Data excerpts
____
mod versioned_schema;

pub use versioned_schema::{
    read_schema_version, Column, ForeignKey, ForeignKeyOnChange, SqlType, Table,
    VersionedSchema, BASE_DB_VERSION,
};
//! Pluggable metadata sources that can report a track's duration.

use async_trait::async_trait;
use serde::{Deserialize, Serialize};
use std::time::Duration;
use thiserror::Error;
use tokio::sync::Mutex;
use tokio::time::Instant;
use tracing::debug;

/// What we know about the track being looked up.
#[derive(Debug, Clone, PartialEq, Eq, Serialize, Deserialize)]
pub struct TrackQuery {
    pub title: String,
    pub artist: String,
    pub album: String,
}

/// One match reported by a provider.
#[derive(Debug, Clone, PartialEq, Serialize, Deserialize)]
pub struct DurationCandidate {
    pub duration_secs: i32,
    /// How well the result matches the query, 0.0-1.0.
    pub match_score: f64,
    /// How much the provider trusts its own data, 0.0-1.0.
    pub confidence: f64,
    pub external_id: Option<String>,
    pub external_url: Option<String>,
}

impl DurationCandidate {
    pub fn new(duration_secs: i32, match_score: f64, confidence: f64) -> Self {
        Self {
            duration_secs,
            match_score,
            confidence,
            external_id: None,
            external_url: None,
        }
    }
}

#[derive(Debug, Clone, Error)]
pub enum ProviderError {
    #[error("Network error: {0}")]
    Network(String),

    #[error("Rate limited")]
    RateLimited,

    #[error("Invalid response: {0}")]
    InvalidResponse(String),

    #[error("Provider not configured")]
    NotConfigured,
}

#[async_trait]
pub trait DurationProvider: Send + Sync {
    /// Stable identifier stored on each source row (e.g. "musicbrainz").
    fn name(&self) -> &str;

    /// Unconfigured providers are skipped and not counted as queried.
    fn is_configured(&self) -> bool {
        true
    }

    /// Quota-limited providers are only queried when the others disagree.
    fn is_expensive(&self) -> bool {
        false
    }

    /// An empty result means the provider found no matching track.
    async fn lookup(&self, query: &TrackQuery) -> Result<Vec<DurationCandidate>, ProviderError>;
}

/// Enforces a minimum interval between lookups of the wrapped provider.
pub struct RateLimitedProvider<P> {
    inner: P,
    min_interval: Duration,
    last_request: Mutex<Option<Instant>>,
}

impl<P: DurationProvider> RateLimitedProvider<P> {
    pub fn new(inner: P, min_interval: Duration) -> Self {
        Self {
            inner,
            min_interval,
            last_request: Mutex::new(None),
        }
    }

    pub fn per_minute(inner: P, requests_per_minute: u32) -> Self {
        let interval = Duration::from_secs(60) / requests_per_minute.max(1);
        Self::new(inner, interval)
    }

    async fn rate_limit(&self) {
        // Held across the sleep so concurrent callers queue up.
        let mut last = self.last_request.lock().await;
        if let Some(previous) = *last {
            let elapsed = previous.elapsed();
            if elapsed < self.min_interval {
                let wait = self.min_interval - elapsed;
                debug!("Rate limiting {} for {:?}", self.inner.name(), wait);
                tokio::time::sleep(wait).await;
            }
        }
        *last = Some(Instant::now());
    }
}

#[async_trait]
impl<P: DurationProvider> DurationProvider for RateLimitedProvider<P> {
    fn name(&self) -> &str {
        self.inner.name()
    }

    fn is_configured(&self) -> bool {
        self.inner.is_configured()
    }

    fn is_expensive(&self) -> bool {
        self.inner.is_expensive()
    }

    async fn lookup(&self, query: &TrackQuery) -> Result<Vec<DurationCandidate>, ProviderError> {
        self.rate_limit().await;
        self.inner.lookup(query).await
    }
}
//! Title/artist similarity scoring shared by provider implementations.

use lazy_static::lazy_static;
use regex::Regex;

lazy_static! {
    // "(2)", "(rapper)" style disambiguation suffixes on artist names
    static ref DISAMBIGUATION_SUFFIX: Regex = Regex::new(
        r"\s*\(\d+\)\s*$|\s*\([^)]*(?:rapper|singer|artist|band|musician|producer|dj|DJ)\)\s*$"
    )
    .unwrap();

    // "(Remastered)", "(Deluxe Edition)" style suffixes on titles
    static ref EDITION_SUFFIX: Regex = Regex::new(
        r"(?i)\s*\((?:[^)]*\s)?(?:remaster(?:ed)?|digital|deluxe|bonus|anniversary|expanded|special|collector|limited|edition|version|mix|remix|mono|stereo|selected works|works|hits|best of|greatest|complete|original|enhanced)(?:\s[^)]*)?\)\s*$"
    )
    .unwrap();
}

const TITLE_WEIGHT: f64 = 0.6;
const ARTIST_WEIGHT: f64 = 0.4;

pub fn normalize_artist_name(name: &str) -> String {
    DISAMBIGUATION_SUFFIX.replace_all(name, "").trim().to_string()
}

/// Strips up to three stacked edition suffixes, e.g. "Song (Remastered) (Mono)".
pub fn normalize_title(title: &str) -> String {
    let mut normalized = title.trim().to_string();
    for _ in 0..3 {
        let stripped = EDITION_SUFFIX.replace_all(&normalized, "").trim().to_string();
        if stripped == normalized {
            break;
        }
        normalized = stripped;
    }
    normalized
}

fn levenshtein(a: &[char], b: &[char]) -> usize {
    if a.is_empty() {
        return b.len();
    }
    if b.is_empty() {
        return a.len();
    }

    let mut previous: Vec<usize> = (0..=b.len()).collect();
    let mut current = vec![0; b.len() + 1];
    for (i, ca) in a.iter().enumerate() {
        current[0] = i + 1;
        for (j, cb) in b.iter().enumerate() {
            let cost = if ca == cb { 0 } else { 1 };
            current[j + 1] = (previous[j + 1] + 1)
                .min(current[j] + 1)
                .min(previous[j] + cost);
        }
        std::mem::swap(&mut previous, &mut current);
    }
    previous[b.len()]
}

/// Case-insensitive similarity in 0.0-1.0 based on edit distance.
pub fn string_similarity(a: &str, b: &str) -> f64 {
    let a: Vec<char> = a.trim().to_lowercase().chars().collect();
    let b: Vec<char> = b.trim().to_lowercase().chars().collect();

    if a == b {
        return 1.0;
    }
    if a.is_empty() || b.is_empty() {
        return 0.0;
    }

    let distance = levenshtein(&a, &b);
    1.0 - distance as f64 / a.len().max(b.len()) as f64
}

/// How well a provider result matches the query, title weighted over artist.
pub fn match_score(query_title: &str, query_artist: &str, result_title: &str, result_artist: &str) -> f64 {
    let title_score = string_similarity(&normalize_title(query_title), &normalize_title(result_title));
    let artist_score = string_similarity(
        &normalize_artist_name(query_artist),
        &normalize_artist_name(result_artist),
    );
    title_score * TITLE_WEIGHT + artist_score * ARTIST_WEIGHT
}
____
Instructions to follow
Reproduce all of the entries word for word. Omit nothing.

Output below
mod versioned_schema;

pub use versioned_schema::{
    read_schema_version, Column, ForeignKey, ForeignKeyOnChange, SqlType, Table,
    VersionedSchema, BASE_DB_VERSION,
};
//! Pluggable metadata sources that can report a track's duration.

use async_trait::async_trait;
use serde::{Deserialize, Serialize};
use std::time::Duration;
use thiserror::Error;
use tokio::sync::Mutex;
use tokio::time::Instant;
use tracing::debug;

/// What we know about the track being looked up.
#[derive(Debug, Clone, PartialEq, Eq, Serialize, Deserialize)]
pub struct TrackQuery {
    pub title: String,
    pub artist: String,
    pub album: String,
}

/// One match reported by a provider.
#[derive(Debug, Clone, PartialEq, Serialize, Deserialize)]
pub struct DurationCandidate {
    pub duration_secs: i32,
    /// How well the result matches the query, 0.0-1.0.
    pub match_score: f64,
    /// How much the provider trusts its own data, 0.0-1.0.
    pub confidence: f64,
    pub external_id: Option<String>,
    pub external_url: Option<String>,
}

impl DurationCandidate {
    pub fn new(duration_secs: i32, match_score: f64, confidence: f64) -> Self {
        Self {
            duration_secs,
            match_score,
            confidence,
            external_id: None,
            external_url: None,
        }
    }
}

#[derive(Debug, Clone, Error)]
pub enum ProviderError {
    #[error("Network error: {0}")]
    Network(String),

    #[error("Rate limited")]
    RateLimited,

    #[error("Invalid response: {0}")]
    InvalidResponse(String),

    #[error("Provider not configured")]
    NotConfigured,
}

#[async_trait]
pub trait DurationProvider: Send + Sync {
    /// Stable identifier stored on each source row (e.g. "musicbrainz").
    fn name(&self) -> &str;

    /// Unconfigured providers are skipped and not counted as queried.
    fn is_configured(&self) -> bool {
        true
    }

    /// Quota-limited providers are only queried when the others disagree.
    fn is_expensive(&self) -> bool {
        false
    }

    /// An empty result means the provider found no matching track.
    async fn lookup(&self, query: &TrackQuery) -> Result<Vec<DurationCandidate>, ProviderError>;
}

/// Enforces a minimum interval between lookups of the wrapped provider.
pub struct RateLimitedProvider<P> {
    inner: P,
    min_interval: Duration,
    last_request: Mutex<Option<Instant>>,
}

impl<P: DurationProvider> RateLimitedProvider<P> {
    pub fn new(inner: P, min_interval: Duration) -> Self {
        Self {
            inner,
            min_interval,
            last_request: Mutex::new(None),
        }
    }

    pub fn per_minute(inner: P, requests_per_minute: u32) -> Self {
        let interval = Duration::from_secs(60) / requests_per_minute.max(1);
        Self::new(inner, interval)
    }

    async fn rate_limit(&self) {
        // Held across the sleep so concurrent callers queue up.
        let mut last = self.last_request.lock().await;
        if let Some(previous) = *last {
            let elapsed = previous.elapsed();
            if elapsed < self.min_interval {
                let wait = self.min_interval - elapsed;
                debug!("Rate limiting {} for {:?}", self.inner.name(), wait);
                tokio::time::sleep(wait).await;
            }
        }
        *last = Some(Instant::now());
    }
}

#[async_trait]
impl<P: DurationProvider> DurationProvider for RateLimitedProvider<P> {
    fn name(&self) -> &str {
        self.inner.name()
    }

    fn is_configured(&self) -> bool {
        self.inner.is_configured()
    }

    fn is_expensive(&self) -> bool {
        self.inner.is_expensive()
    }

    async fn lookup(&self, query: &TrackQuery) -> Result<Vec<DurationCandidate>, ProviderError> {
        self.rate_limit().await;
        self.inner.lookup(query).await
    }
}
//! Title/artist similarity scoring shared by provider implementations.

use lazy_static::lazy_static;
use regex::Regex;

lazy_static! {
    // "(2)", "(rapper)" style disambiguation suffixes on artist names
    static ref DISAMBIGUATION_SUFFIX: Regex = Regex::new(
        r"\s*\(\d+\)\s*$|\s*\([^)]*(?:rapper|singer|artist|band|musician|producer|dj|DJ)\)\s*$"
    )
    .unwrap();

    // "(Remastered)", "(Deluxe Edition)" style suffixes on titles
    static ref EDITION_SUFFIX: Regex = Regex::new(
        r"(?i)\s*\((?:[^)]*\s)?(?:remaster(?:ed)?|digital|deluxe|bonus|anniversary|expanded|special|collector|limited|edition|version|mix|remix|mono|stereo|selected works|works|hits|best of|greatest|complete|original|enhanced)(?:\s[^)]*)?\)\s*$"
    )
    .unwrap();
}

const TITLE_WEIGHT: f64 = 0.6;
const ARTIST_WEIGHT: f64 = 0.4;

pub fn normalize_artist_name(name: &str) -> String {
    DISAMBIGUATION_SUFFIX.replace_all(name, "").trim().to_string()
}

/// Strips up to three stacked edition suffixes, e.g. "Song (Remastered) (Mono)".
pub fn normalize_title(title: &str) -> String {
    let mut normalized = title.trim().to_string();
    for _ in 0..3 {
        let stripped = EDITION_SUFFIX.replace_all(&normalized, "").trim().to_string();
        if stripped == normalized {
            break;
        }
        normalized = stripped;
    }
    normalized
}

fn levenshtein(a: &[char], b: &[char]) -> usize {
    if a.is_empty() {
        return b.len();
    }
    if b.is_empty() {
        return a.len();
    }

    let mut previous: Vec<usize> = (0..=b.len()).collect();
    let mut current = vec![0; b.len() + 1];
    for (i, ca) in a.iter().enumerate() {
        current[0] = i + 1;
        for (j, cb) in b.iter().enumerate() {
            let cost = if ca == cb { 0 } else { 1 };
            current[j + 1] = (previous[j + 1] + 1)
                .min(current[j] + 1)
                .min(previous[j] + cost);
        }
        std::mem::swap(&mut previous, &mut current);
    }
    previous[b.len()]
}

/// Case-insensitive similarity in 0.0-1.0 based on edit distance.
pub fn string_similarity(a: &str, b: &str) -> f64 {
    let a: Vec<char> = a.trim().to_lowercase().chars().collect();
    let b: Vec<char> = b.trim().to_lowercase().chars().collect();

    if a == b {
        return 1.0;
    }
    if a.is_empty() || b.is_empty() {
        return 0.0;
    }

    let distance = levenshtein(&a, &b);
    1.0 - distance as f64 / a.len().max(b.len()) as f64
}

/// How well a provider result matches the query, title weighted over artist.
pub fn match_score(query_title: &str, query_artist: &str, result_title: &str, result_artist: &str) -> f64 {
    let title_score = string_similarity(&normalize_title(query_title), &normalize_title(result_title));
    let artist_score = string_similarity(
        &normalize_artist_name(query_artist),
        &normalize_artist_name(result_artist),
    );
    title_score * TITLE_WEIGHT + artist_score * ARTIST_WEIGHT
}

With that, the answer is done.